What’s my deployment infrastructure?
The Problem
This is the biggest whammy of them all. How are you going to launch and deploy your trading algorithms? Now that you have code that works, and assuming that you have solved problems 1 and 2, you’re going to have figure out problem 3. Are you going to choose AWS or GCP? Are you going to choose a cluster near the exchange? Are you going to SSH into the EC2 instance? What about DigitalOcean? Do I use a cloud run instance or do I use a lambda function? The number of decisions that you have to make just to deploy your trading algorithm is a whole new skillset of cloud that you don’t want to worry about. Don’t want to use the cloud? How are you going to actively manage firewall connections, security, ensuring that your computer is always on, that your desktop is running. How can you make sure your wifi doesn’t cut out? All of these questions are important considerations as you begin moving deeper into automated trading.
Again, what was your goal at the beginning? It was to make sure that we had an automated system that can make trades; NOT a system that we have to constantly worry about.
The Solution
There really isn’t any solution around this. The best way to do this is to deploy onto the cloud into an optimized environment. Yet managing CPU, RAM, and other issues like monitoring, SSH’ing, configuring security for API keys, ensuring isolation and proper firewall connections are going to be a major pain.
So, how can we help?
Building a trading algorithm is not just about building a strong strategy. Though that is a precursor to everything, not building it the proper way can lead to major complications, especially in production. Imagine spending 2 months building out an optimized algorithm and an optimized system only to realize that it won’t work in production. That’s how Blankly came to existence—we were looking for the best solution possible to put together each of these problems, and ultimately take away the backend, infrastructure side of making trading algorithms.

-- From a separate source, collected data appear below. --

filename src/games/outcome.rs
//! # Run outcome types.
//!
//! A run's terminal outcome is exactly one of Success, Failure, Error, or
//! Canceled. The first three form the [`RunOutcome`] tagged union and are
//! reachable via normal resolution; cancellation is a separate sentinel
//! surfaced as the `Err` arm of [`RunResult`], so only a reset-triggered
//! cancellation reads as a rejection.

use crate::error::{Canceled, GameError};

/// Terminal outcome of a completed (non-canceled) run.
#[derive(Debug, Clone, PartialEq)]
pub enum RunOutcome<M> {
    /// The run completed as a win/clear; carries module-defined metadata.
    Success { metadata: M },
    /// The run completed as a loss/failure. No metadata.
    Failure,
    /// The run routine failed; the cause is wrapped per instance.
    Error(GameError),
}

/// What a run future resolves to: an outcome, or the cancellation sentinel.
pub type RunResult<M> = Result<RunOutcome<M>, Canceled>;

impl<M> RunOutcome<M> {
    /// True for [`RunOutcome::Success`].
    pub fn is_success(&self) -> bool {
        matches!(self, RunOutcome::Success { .. })
    }

    /// Returns the success metadata, if any.
    pub fn metadata(&self) -> Option<&M> {
        match self {
            RunOutcome::Success { metadata } => Some(metadata),
            _ => None,
        }
    }

    /// Returns the wrapped error, if the run errored.
    pub fn error(&self) -> Option<&GameError> {
        match self {
            RunOutcome::Error(e) => Some(e),
            _ => None,
        }
    }
}
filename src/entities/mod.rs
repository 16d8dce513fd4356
pub mod user;
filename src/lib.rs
pub mod config;
pub mod db;
pub mod entities;
pub mod error;
pub mod handlers;
pub mod repository;
pub mod routers;
pub mod state;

With the Blankly Package to help with maintaining active exchange connections and optimized event-driven backtesting, and the Platform to deploy your algorithms and monitor your strategies live in the cloud, your quant workflow is sped up from head to toe. The barrier to entry shouldn’t be around infrastructure and data, and should be around how to use data and algorithms to make the most profit. Let us do the heavy lifting, so you can focus on building better algorithms.